The number of supposedly “conservative” Republicans in positions of power who have been willing to all-out condemn the sabotage of American elections to appease the ego of an incompetent megalomaniac blowhard can be counted on one hand, and can still be counted on one hand by those who have been injured in some pretty serious farm accidents. That is precisely why we are in crisis.

This is the nuance that seems impossibly mysterious to a great many political pundits, which is extremely alarming but not terribly surprising. Whether anyone supports or does not support Liz Cheney’s ideologies is not part of the debate here. Liz Cheney is a person with horrific and dangerous policy ideas and seedy politics, and she is all-around loathsome. Liz Cheney also met a test that has left the rest of her party in collapse: She has mounted a direct, no-nonsense condemnation of Republican-promoted propaganda falsely claiming the outcome of the last election to have been crooked. A flat rejection of a Republican-backed, Trump-premised hoax that led to a violent insurrection and deaths only steps from where lawmakers stand to preach these things.

If the most terrible person you know does not shoot their neighbor in the head during a lawn care argument, that does not make them a new national hero. It just means they are a better person than those who could not manage to say the same. And we are now at the point where the Liz Cheneys of the party, the Republicans who were once closest to positions of power before orchestrated disinformation and crackpot fascist bile became the only remaining party plank, are the most decent people in the party simply because all of the rest of Republican leadership slid into something much, much worse. She is one of a handful of Republican lawmakers not directly supportive of a coup attempt.

If the Republican Party is going to survive as anything but the mechanism for a new era of terrorism, insurrection, and fascist dominance, it will require other Republicans to do what Liz Cheney did. They likely will not, either through cowardice or because they would rather be footsoldiers for dismantling democracy than ostracized for defending it. That does not mean Liz Cheney Is Good Now.
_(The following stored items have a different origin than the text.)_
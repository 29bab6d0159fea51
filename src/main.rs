//! Student Loan CLI
//!
//! Command-line interface for running a single repayment projection

use std::path::{Path, PathBuf};

use anyhow::{bail, Context, Result};
use chrono::Datelike;
use clap::Parser;
use log::{info, warn};

use student_loan_system::{
    career::{self, load_milestones, CAREER_TEMPLATES},
    projection::{LoanInputs, ProjectionResult},
    Assumptions, PlanType, SalaryMilestone, SalaryProfile, ScenarioRunner,
};

#[derive(Debug, Parser)]
#[command(name = "student-loan", version, about = "Project UK student loan repayments and compare against a personal loan")]
struct Args {
    /// Repayment plan: plan1, plan2, plan4 or plan5
    #[arg(long, default_value = "plan2")]
    plan: PlanType,

    /// Year the course starts (defaults to the current year)
    #[arg(long)]
    start_year: Option<i32>,

    /// Course length in years
    #[arg(long, default_value_t = 4)]
    course_years: u32,

    /// Total amount borrowed (defaults to typical tuition plus maintenance for the start year)
    #[arg(long)]
    loan: Option<f64>,

    /// Preset career id (see --list-careers)
    #[arg(long, default_value = "nursing", conflicts_with_all = ["milestone", "milestones"])]
    career: String,

    /// Custom salary milestone as AGE:SALARY, repeatable
    #[arg(long, value_name = "AGE:SALARY", conflicts_with = "milestones")]
    milestone: Vec<SalaryMilestone>,

    /// CSV file of age,salary milestones
    #[arg(long, value_name = "FILE")]
    milestones: Option<PathBuf>,

    /// Directory holding plan_parameters.csv, historical_rates.csv and tuition_fees.csv
    #[arg(long, value_name = "DIR")]
    assumptions: Option<PathBuf>,

    /// Write the year-by-year ledger to this CSV file
    #[arg(long, value_name = "FILE")]
    output: Option<PathBuf>,

    /// Print the full result as JSON instead of a table
    #[arg(long)]
    json: bool,

    /// Also compare the same loan across every preset career
    #[arg(long)]
    compare: bool,

    /// List preset careers and exit
    #[arg(long)]
    list_careers: bool,
}

fn main() -> Result<()> {
    env_logger::init();
    let args = Args::parse();

    if args.list_careers {
        for c in CAREER_TEMPLATES {
            println!("{:<22} {}", c.id, c.name);
        }
        return Ok(());
    }

    let assumptions = match &args.assumptions {
        Some(dir) => Assumptions::from_csv_path(dir)
            .with_context(|| format!("loading assumptions from {}", dir.display()))?,
        None => Assumptions::default_uk(),
    };

    let start_year = args.start_year.unwrap_or_else(|| chrono::Local::now().year());
    let loan = args
        .loan
        .unwrap_or_else(|| assumptions.tuition.typical_loan_amount(start_year));
    let profile = salary_profile(&args)?;

    let earliest = assumptions.rates.earliest_year();
    if start_year < earliest {
        warn!("No interest rates before {}; earlier years use the {} rates", earliest, earliest);
    }

    let inputs = LoanInputs::new(loan, profile, start_year, args.plan, args.course_years)
        .context("invalid loan inputs")?;
    info!(
        "Projecting £{:.0} on {} from {} over a {}-year course",
        loan, args.plan, start_year, args.course_years
    );

    let runner = ScenarioRunner::with_assumptions(assumptions);
    let result = runner.run(&inputs);

    if let Some(path) = &args.output {
        write_ledger(path, &result).with_context(|| format!("writing {}", path.display()))?;
        info!("Ledger written to {}", path.display());
    }

    if args.json {
        println!("{}", serde_json::to_string_pretty(&result)?);
    } else {
        print_table(&result);
        print_summary(&result, &runner);
    }

    if args.compare {
        println!("\nCareer comparison (highest total paid first):");
        println!("{:<22} {:>12} {:>10} {:>14} {:>8}", "Career", "Total paid", "Cleared", "Written off", "Verdict");
        for outcome in runner.compare_careers(&inputs, CAREER_TEMPLATES) {
            println!(
                "{:<22} {:>12.0} {:>10} {:>14.0} {:>8}",
                outcome.name,
                outcome.total_paid,
                outcome.cleared_age.map_or("-".to_string(), |a| a.to_string()),
                outcome.amount_written_off,
                if outcome.is_good_deal { "good" } else { "bad" },
            );
        }
    }

    Ok(())
}

fn salary_profile(args: &Args) -> Result<SalaryProfile> {
    if let Some(path) = &args.milestones {
        return load_milestones(path).with_context(|| format!("loading milestones from {}", path.display()));
    }
    if !args.milestone.is_empty() {
        return Ok(SalaryProfile::new(args.milestone.clone())?);
    }
    match career::find(&args.career) {
        Some(c) => Ok(c.profile()),
        None => bail!("unknown career {:?}; run with --list-careers", args.career),
    }
}

fn write_ledger(path: &Path, result: &ProjectionResult) -> Result<()> {
    let mut writer = csv::Writer::from_path(path)?;
    for year in &result.years {
        writer.serialize(year)?;
    }
    writer.flush()?;
    Ok(())
}

fn print_table(result: &ProjectionResult) {
    println!(
        "{:>4} {:>5} {:>9} {:>7} {:>9} {:>9} {:>8} {:>10} {:>10}",
        "Age", "Year", "Salary", "Rate", "Interest", "Repaid", "Monthly", "Total", "Debt"
    );
    println!("{}", "-".repeat(80));

    for y in &result.years {
        let marker = if y.is_studying {
            " (studying)"
        } else if y.cleared {
            " (cleared)"
        } else {
            ""
        };
        println!(
            "{:>4} {:>5} {:>9.0} {:>6.2}% {:>9.0} {:>9.0} {:>8.0} {:>10.0} {:>10.0}{}",
            y.age,
            y.calendar_year,
            y.salary,
            y.interest_rate * 100.0,
            y.interest_added,
            y.repayment,
            y.monthly_repayment(),
            y.total_paid,
            y.debt_remaining,
            marker,
        );
    }
}

fn print_summary(result: &ProjectionResult, runner: &ScenarioRunner) {
    let summary = &result.summary;
    let stats = result.key_stats();
    let plan = runner.assumptions().plan(result.plan);

    println!("\nSummary ({}, threshold £{:.0}, {:.0}% above threshold):", result.plan, plan.threshold, plan.repayment_rate * 100.0);
    println!("  Borrowed:            £{:.0}", result.initial_debt);
    println!("  Total paid:          £{:.0} over {} years", summary.total_paid, summary.comparison_years);
    println!("  Total interest:      £{:.0}", summary.total_interest);
    match summary.cleared_age {
        Some(age) => println!("  Cleared at age:      {}", age),
        None => println!("  Written off:         £{:.0}", summary.amount_written_off),
    }
    println!("  Years paying:        {}", stats.years_with_payments);
    println!("  Avg monthly:         £{:.0}", stats.avg_monthly_payment);
    println!("  Peak monthly:        £{:.0}", stats.peak_monthly_payment);
    println!("  Peak debt:           £{:.0} at age {}", stats.peak_debt, stats.peak_debt_age);
    println!("  Paid per £1:         £{:.2}", stats.cost_per_pound);
    println!(
        "  {:.0}% personal loan:    £{:.0} over {} years",
        runner.engine().config().personal_loan_rate * 100.0,
        summary.personal_loan_total,
        summary.comparison_years
    );

    if summary.is_good_deal {
        println!(
            "\nGood deal: saved £{:.0} versus the personal loan",
            summary.personal_loan_total - summary.total_paid
        );
    } else {
        println!(
            "\nBad deal: overpaid £{:.0} versus the personal loan",
            summary.total_paid - summary.personal_loan_total
        );
    }
}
Liz Cheney is a neoconservative, part of a Republican movement that itself weaponized disinformation to push the public into a falsely-premised and murderous war. But every other Republican is now something worse.

There aren’t going to be any monuments to Cheney when this is all over. She and her sneering-at-the-law allies will be remembered as the conservatives who mainstreamed many of the current movement’s fascist techniques into national offices. There is a direct line between Iraq War disinformation and the election version, one in which the party’s top leaders decided that if evidence was insufficient to achieve their desired outcome they would simply massage the evidence into a form that might.

But when push comes to shove, Liz Cheney is not a fascist. That is something Kevin McCarthy can’t say. Liz Cheney is not a child sex trafficker; that does not make her noble, it just makes her not an oozing pustule of corrupt perversion. Liz Cheney does not appear to have ever intentionally welcomed Russian intelligence disinformation in an effort to promote frauds against her political enemies; once again, we find she has passed over a bar some of her top colleagues could not reach.

It is perfectly possible for often-horrible people to do decent things. In prior eras, it was generally a given that they would at least try. During a time of crisis like this one, when not a damn member of her party can muster up a rejection of an unbearably dangerous hoax, it even counts as courage. We can all give credit for that. We should. That does not mean Liz Cheney, neoconservative torture advocate, will find herself surrounded by new “liberal” fans. It just means that she has more integrity than her lying, propagandizing, disinformation-spewing quisling colleagues.

Donald Trump is a traitor to his country. Those helping him fan violence for the sake of soothing his scraped ego have put party over country, yet again. Nobody has ever once liked Liz Cheney, but she answered the fascists’ question with the only possible answer. The torture apologist and war promoter, it turns out, still loves her country more than they do.